* **Listed entries**:
-=-=-
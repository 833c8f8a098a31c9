use crate::error::Result;
use crate::tools::{Tool, ToolContext, ToolResult};
use schemars::JsonSchema;
use serde::{Deserialize, Serialize};

/// Parameters for the correct_question tool
#[derive(Debug, Clone, Default, Serialize, Deserialize, JsonSchema)]
pub struct CorrectQuestionParams {
    /// Correct question number such as "Q30" or "30"
    #[serde(default)]
    pub question: Option<String>,

    /// Return to automatic detection instead
    #[serde(default)]
    pub clear: bool,
}

/// Manually set or clear the active question's number
#[derive(Default)]
pub struct CorrectQuestionTool;

impl Tool for CorrectQuestionTool {
    type Params = CorrectQuestionParams;

    fn name(&self) -> &str {
        "correct_question"
    }

    fn execute_typed(&self, params: CorrectQuestionParams, context: &mut ToolContext) -> Result<ToolResult> {
        let message = match (params.clear, params.question.as_deref()) {
            (true, _) | (false, None) => {
                context.session.clear_correction();
                "Manual question number cleared".to_string()
            }
            (false, Some(question)) => {
                let id = context.session.correct_question(question)?;
                format!("Question number set to {}", id)
            }
        };

        Ok(ToolResult::success_with(serde_json::json!({
            "message": message,
            "override": context.session.question_override().current(),
        })))
    }
}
-=-=-
* **Exercise directions**: Scan the records for the string "struct" and show every line that contains it.

* **Written reply**:
pub struct CorrectQuestionParams {
pub struct CorrectQuestionTool;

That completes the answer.